I really can’t figure out the strategy at Microsoft. For instance, they trundled around for years trying to get their Surface product into the marketplace — while Apple was introducing the world to a slim, thin LCD screen that you could touch, Microsoft brought us a coffee table with a rear projector and internal cameras that could “see” your fingers on the surface. It was like an iPad devised by Rube Goldberg and installed into a cheap particle board IKEA table.
So, I’m not entirely surprised at today’s news that Microsoft has purchased Perceptive Pixel, the company of Jeff Han, one of the pioneers of multitouch technology. The products that PP puts out are perfectly suited for Microsoft’s big appetite: huge projection screens that are so expensive they are only used by broadcasters like CNN anxious to appear hip and edgy. There’s an example of one of the Perceptive Pixel screens above. My arms are getting tired just looking at it.

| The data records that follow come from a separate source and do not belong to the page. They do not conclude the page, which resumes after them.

// src/models.rs

use chrono::{DateTime, Utc};
use serde::Serialize;
use utoipa::ToSchema;

/// A unit of deferred provisioning work: one subscription (and license)
/// to create for a completed payment.
#[derive(Debug, Clone, Serialize, sqlx::FromRow)]
pub struct QueueJob {
    pub queue_id: String,
    pub job_type: String, // license | site_batch
    pub status: String,   // pending | processing | completed | failed
    pub customer_id: String,
    pub user_email: String,
    pub payment_intent_id: String,
    pub price_id: String,
    pub license_key: Option<String>,
    pub subscription_id: Option<String>,
    pub item_id: Option<String>,
    pub quantity: i32,
    pub sites: Option<serde_json::Value>,
    pub attempts: i32,
    pub max_attempts: i32,
    pub next_retry_at: Option<i64>,
    pub error_message: Option<String>,
    pub created_at: DateTime<Utc>,
    pub updated_at: DateTime<Utc>,
    pub processed_at: Option<DateTime<Utc>>,
}

impl QueueJob {
    /// Site domains carried by a site_batch job. Empty for license jobs
    /// and for malformed payloads.
    pub fn site_list(&self) -> Vec<String> {
        self.sites
            .as_ref()
            .and_then(|v| v.as_array())
            .map(|arr| {
                arr.iter()
                    .filter_map(|v| v.as_str().map(|s| s.to_string()))
                    .collect()
            })
            .unwrap_or_default()
    }
}

#[derive(Debug, Clone, Serialize, sqlx::FromRow)]
pub struct License {
    pub id: i32,
    pub license_key: String,
    pub customer_id: String,
    pub subscription_id: Option<String>,
    pub item_id: Option<String>,
    pub site_domain: Option<String>,
    pub status: String,
    pub billing_period: String,
    pub renewal_date: Option<DateTime<Utc>>,
    pub created_at: DateTime<Utc>,
    pub updated_at: DateTime<Utc>,
}

#[derive(Debug, Clone, Serialize, sqlx::FromRow)]
pub struct Subscription {
    pub id: i32,
    pub subscription_id: String,
    pub customer_id: String,
    pub user_email: String,
    pub status: String,
    pub billing_period: String,
    pub current_period_start: Option<DateTime<Utc>>,
    pub current_period_end: Option<DateTime<Utc>>,
    pub created_at: DateTime<Utc>,
    pub updated_at: DateTime<Utc>,
}

#[derive(Debug, Clone, Serialize, sqlx::FromRow)]
pub struct Refund {
    pub id: i32,
    pub refund_id: String,
    pub payment_intent_id: String,
    pub charge_id: String,
    pub amount: i64,
    pub currency: String,
    pub reason: Option<String>,
    pub queue_id: String,
    pub license_key: Option<String>,
    pub attempts: i32,
    pub created_at: DateTime<Utc>,
}

/// Outcome of one processing cycle or refund sweep.
#[derive(Debug, Default, Clone, Serialize, ToSchema)]
pub struct CycleSummary {
    pub processed: u32,
    pub succeeded: u32,
    pub failed: u32,
    pub skipped: u32,
}
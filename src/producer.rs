// src/producer.rs
//
// Classifies completed-payment events into a provisioning use case and
// enqueues the corresponding jobs. Never calls the payment provider.

use serde::Serialize;
use sqlx::PgPool;
use utoipa::ToSchema;

use crate::queue::{self, NewJob};

/// A completed-payment event as delivered by the webhook layer.
#[derive(Debug, Clone)]
pub struct PaymentEvent {
    pub event_type: String,
    /// Checkout mode: `payment` for one-time purchases, `subscription` for
    /// recurring checkouts.
    pub mode: String,
    pub payment_intent_id: String,
    pub customer_id: String,
    pub user_email: String,
    pub price_id: String,
    pub quantity: i64,
    pub amount_total: Option<i64>,
    /// Raw provider metadata bag; parsed exactly once, here.
    pub metadata: serde_json::Value,
}

/// The fixed provisioning flows. Job types never extend beyond these.
#[derive(Debug, PartialEq, Eq)]
pub enum UseCase {
    /// Recurring-subscription checkout; handled synchronously elsewhere.
    DirectLink,
    /// One-time bulk purchase: one job per license unit.
    Quantity,
    /// One-time multi-site purchase: a single job carrying every domain.
    SiteBatch,
}

/// Validated job payload, parsed out of the metadata bag at the boundary.
#[derive(Debug, PartialEq, Eq)]
pub enum JobPayload {
    PerLicense { license_key: String },
    PerSiteBatch { sites: Vec<String> },
}

#[derive(Debug, Serialize, ToSchema)]
pub struct SkippedEnqueue {
    pub queue_id: Option<String>,
    pub reason: String,
}

#[derive(Debug, Default, Serialize, ToSchema)]
pub struct EnqueueSummary {
    pub enqueued: Vec<String>,
    pub skipped: Vec<SkippedEnqueue>,
}

/// Classification priority: recurring checkouts first, then the bulk
/// quantity marker, then the multi-site marker. Unmarked one-time payments
/// provision a single license.
pub fn classify(event: &PaymentEvent) -> UseCase {
    if event.mode == "subscription" {
        return UseCase::DirectLink;
    }

    let use_case = event.metadata.get("use_case").and_then(|v| v.as_str());
    if use_case == Some("quantity") || event.metadata.get("quantity").is_some() {
        return UseCase::Quantity;
    }
    if use_case == Some("sites") || event.metadata.get("sites").is_some() {
        return UseCase::SiteBatch;
    }

    UseCase::Quantity
}

/// License unit count for a quantity purchase: explicit metadata wins over
/// the checkout line quantity; always at least one.
pub fn unit_count(event: &PaymentEvent) -> usize {
    let from_metadata = event
        .metadata
        .get("quantity")
        .and_then(|v| v.as_i64().or_else(|| v.as_str().and_then(|s| s.parse().ok())));
    from_metadata.unwrap_or(event.quantity).max(1) as usize
}

/// Per-unit payloads for a quantity purchase. Pre-issued keys come from
/// metadata; missing positions get temporary `L<n>` placeholders the
/// processor will replace.
pub fn quantity_payloads(event: &PaymentEvent) -> Vec<JobPayload> {
    let provided: Vec<String> = event
        .metadata
        .get("license_keys")
        .and_then(|v| v.as_array())
        .map(|arr| {
            arr.iter()
                .filter_map(|v| v.as_str().map(|s| s.to_string()))
                .collect()
        })
        .unwrap_or_default();

    (0..unit_count(event))
        .map(|i| JobPayload::PerLicense {
            license_key: provided
                .get(i)
                .cloned()
                .unwrap_or_else(|| format!("L{}", i + 1)),
        })
        .collect()
}

pub fn site_payload(event: &PaymentEvent) -> Option<JobPayload> {
    let sites: Vec<String> = event
        .metadata
        .get("sites")
        .and_then(|v| v.as_array())
        .map(|arr| {
            arr.iter()
                .filter_map(|v| v.as_str())
                .map(|s| s.trim().to_string())
                .filter(|s| !s.is_empty())
                .collect()
        })
        .unwrap_or_default();

    if sites.is_empty() {
        None
    } else {
        Some(JobPayload::PerSiteBatch { sites })
    }
}

/// Enqueue zero or more jobs for one payment event. Duplicate deliveries
/// short-circuit against existing jobs and report the existing queue_id.
pub async fn enqueue_payment_event(
    pool: &PgPool,
    event: &PaymentEvent,
) -> Result<EnqueueSummary, sqlx::Error> {
    let mut summary = EnqueueSummary::default();

    match classify(event) {
        UseCase::DirectLink => {
            summary.skipped.push(SkippedEnqueue {
                queue_id: None,
                reason: "direct_link".to_string(),
            });
        }
        UseCase::Quantity => {
            for payload in quantity_payloads(event) {
                let JobPayload::PerLicense { license_key } = payload else {
                    continue;
                };

                if let Some(existing) =
                    queue::find_existing_job(pool, &event.payment_intent_id, Some(&license_key))
                        .await?
                {
                    summary.skipped.push(SkippedEnqueue {
                        queue_id: Some(existing),
                        reason: "duplicate".to_string(),
                    });
                    continue;
                }

                let queue_id = queue::enqueue_job(
                    pool,
                    &NewJob {
                        job_type: "license",
                        customer_id: &event.customer_id,
                        user_email: &event.user_email,
                        payment_intent_id: &event.payment_intent_id,
                        price_id: &event.price_id,
                        license_key: Some(&license_key),
                        quantity: 1,
                        sites: None,
                    },
                )
                .await?;
                log::info!(
                    "enqueued license job queue_id={queue_id} intent={} key={license_key}",
                    event.payment_intent_id
                );
                summary.enqueued.push(queue_id);
            }
        }
        UseCase::SiteBatch => {
            let Some(JobPayload::PerSiteBatch { sites }) = site_payload(event) else {
                summary.skipped.push(SkippedEnqueue {
                    queue_id: None,
                    reason: "empty_site_list".to_string(),
                });
                return Ok(summary);
            };

            if let Some(existing) =
                queue::find_existing_job(pool, &event.payment_intent_id, None).await?
            {
                summary.skipped.push(SkippedEnqueue {
                    queue_id: Some(existing),
                    reason: "duplicate".to_string(),
                });
                return Ok(summary);
            }

            let quantity = sites.len() as i32;
            let queue_id = queue::enqueue_job(
                pool,
                &NewJob {
                    job_type: "site_batch",
                    customer_id: &event.customer_id,
                    user_email: &event.user_email,
                    payment_intent_id: &event.payment_intent_id,
                    price_id: &event.price_id,
                    license_key: None,
                    quantity,
                    sites: Some(serde_json::json!(sites)),
                },
            )
            .await?;
            log::info!(
                "enqueued site batch queue_id={queue_id} intent={} sites={quantity}",
                event.payment_intent_id
            );
            summary.enqueued.push(queue_id);
        }
    }

    Ok(summary)
}
// src/db.rs

use chrono::{DateTime, Utc};
use sqlx::{PgPool, Postgres, Transaction};

use crate::models::{License, Refund, Subscription};

pub async fn license_key_exists(pool: &PgPool, license_key: &str) -> Result<bool, sqlx::Error> {
    let count: i64 =
        sqlx::query_scalar("SELECT COUNT(*) FROM licenses WHERE license_key = $1")
            .bind(license_key)
            .fetch_one(pool)
            .await?;
    Ok(count > 0)
}

pub async fn find_license_by_key(
    pool: &PgPool,
    license_key: &str,
) -> Result<Option<License>, sqlx::Error> {
    sqlx::query_as::<_, License>(
        r#"SELECT id, license_key, customer_id, subscription_id, item_id, site_domain,
                  status, billing_period, renewal_date, created_at, updated_at
           FROM licenses
           WHERE license_key = $1"#,
    )
    .bind(license_key)
    .fetch_optional(pool)
    .await
}

/// Provisioned license for a given customer + site, if one exists. Used by
/// site-batch re-processing to skip sites that already went through.
pub async fn find_provisioned_site_license(
    pool: &PgPool,
    customer_id: &str,
    site_domain: &str,
) -> Result<Option<License>, sqlx::Error> {
    sqlx::query_as::<_, License>(
        r#"SELECT id, license_key, customer_id, subscription_id, item_id, site_domain,
                  status, billing_period, renewal_date, created_at, updated_at
           FROM licenses
           WHERE customer_id = $1 AND site_domain = $2 AND subscription_id IS NOT NULL
           ORDER BY created_at DESC
           LIMIT 1"#,
    )
    .bind(customer_id)
    .bind(site_domain)
    .fetch_optional(pool)
    .await
}

pub struct NewLicense<'a> {
    pub license_key: &'a str,
    pub customer_id: &'a str,
    pub subscription_id: &'a str,
    pub item_id: Option<&'a str>,
    pub site_domain: Option<&'a str>,
    pub billing_period: &'a str,
    pub renewal_date: Option<DateTime<Utc>>,
}

pub async fn insert_license(
    tx: &mut Transaction<'_, Postgres>,
    license: &NewLicense<'_>,
) -> Result<(), sqlx::Error> {
    sqlx::query(
        r#"INSERT INTO licenses
               (license_key, customer_id, subscription_id, item_id, site_domain,
                status, billing_period, renewal_date)
           VALUES ($1, $2, $3, $4, $5, 'active', $6, $7)"#,
    )
    .bind(license.license_key)
    .bind(license.customer_id)
    .bind(license.subscription_id)
    .bind(license.item_id)
    .bind(license.site_domain)
    .bind(license.billing_period)
    .bind(license.renewal_date)
    .execute(&mut **tx)
    .await?;
    Ok(())
}

pub struct SubscriptionUpsert<'a> {
    pub subscription_id: &'a str,
    pub customer_id: &'a str,
    pub user_email: &'a str,
    pub status: &'a str,
    pub billing_period: &'a str,
    pub current_period_start: Option<DateTime<Utc>>,
    pub current_period_end: Option<DateTime<Utc>>,
}

/// Idempotent: repeated webhook delivery or retried jobs must not create
/// duplicate subscription rows.
pub async fn upsert_subscription(
    tx: &mut Transaction<'_, Postgres>,
    sub: &SubscriptionUpsert<'_>,
) -> Result<(), sqlx::Error> {
    sqlx::query(
        r#"INSERT INTO subscriptions
               (subscription_id, customer_id, user_email, status, billing_period,
                current_period_start, current_period_end)
           VALUES ($1, $2, $3, $4, $5, $6, $7)
           ON CONFLICT (subscription_id)
           DO UPDATE SET
               status = EXCLUDED.status,
               billing_period = EXCLUDED.billing_period,
               current_period_start = EXCLUDED.current_period_start,
               current_period_end = EXCLUDED.current_period_end,
               updated_at = NOW()"#,
    )
    .bind(sub.subscription_id)
    .bind(sub.customer_id)
    .bind(sub.user_email)
    .bind(sub.status)
    .bind(sub.billing_period)
    .bind(sub.current_period_start)
    .bind(sub.current_period_end)
    .execute(&mut **tx)
    .await?;
    Ok(())
}

pub async fn find_subscription(
    pool: &PgPool,
    subscription_id: &str,
) -> Result<Option<Subscription>, sqlx::Error> {
    sqlx::query_as::<_, Subscription>(
        r#"SELECT id, subscription_id, customer_id, user_email, status, billing_period,
                  current_period_start, current_period_end, created_at, updated_at
           FROM subscriptions
           WHERE subscription_id = $1"#,
    )
    .bind(subscription_id)
    .fetch_optional(pool)
    .await
}

pub async fn find_refund_for_queue_id(
    pool: &PgPool,
    queue_id: &str,
) -> Result<Option<Refund>, sqlx::Error> {
    sqlx::query_as::<_, Refund>(
        r#"SELECT id, refund_id, payment_intent_id, charge_id, amount, currency,
                  reason, queue_id, license_key, attempts, created_at
           FROM refunds
           WHERE queue_id = $1"#,
    )
    .bind(queue_id)
    .fetch_optional(pool)
    .await
}

pub struct NewRefund<'a> {
    pub refund_id: &'a str,
    pub payment_intent_id: &'a str,
    pub charge_id: &'a str,
    pub amount: i64,
    pub currency: &'a str,
    pub reason: &'a str,
    pub queue_id: &'a str,
    pub license_key: Option<&'a str>,
    pub attempts: i32,
}

/// Returns false when a refund row for this queue_id already exists; the
/// unique constraint is the hard guard against a double-sweep race.
pub async fn insert_refund(pool: &PgPool, refund: &NewRefund<'_>) -> Result<bool, sqlx::Error> {
    let result = sqlx::query(
        r#"INSERT INTO refunds
               (refund_id, payment_intent_id, charge_id, amount, currency,
                reason, queue_id, license_key, attempts)
           VALUES ($1, $2, $3, $4, $5, $6, $7, $8, $9)
           ON CONFLICT (queue_id) DO NOTHING"#,
    )
    .bind(refund.refund_id)
    .bind(refund.payment_intent_id)
    .bind(refund.charge_id)
    .bind(refund.amount)
    .bind(refund.currency)
    .bind(refund.reason)
    .bind(refund.queue_id)
    .bind(refund.license_key)
    .bind(refund.attempts)
    .execute(pool)
    .await?;
    Ok(result.rows_affected() == 1)
}

pub async fn record_webhook_event(
    pool: &PgPool,
    event_type: Option<&str>,
    payment_intent_id: Option<&str>,
    payload: &serde_json::Value,
) -> Result<(), sqlx::Error> {
    sqlx::query(
        r#"INSERT INTO webhook_events (event_type, payment_intent_id, payload)
           VALUES ($1, $2, $3)"#,
    )
    .bind(event_type)
    .bind(payment_intent_id)
    .bind(payload)
    .execute(pool)
    .await?;
    Ok(())
}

Surface was a flop because it was too big, too complicated and too expensive, and rather than simplify it and bring it down to size they instead decided to market it as a ‘business’ device. You know, like they do with their other bloated, complex products.
So the question is, what will they do with Perceptive Pixel? How many CNNs are there out there to sell to?
At Microsoft, bigger is better. Why sell a small gadget to millions of customers, when you can sell one huge device to one customer?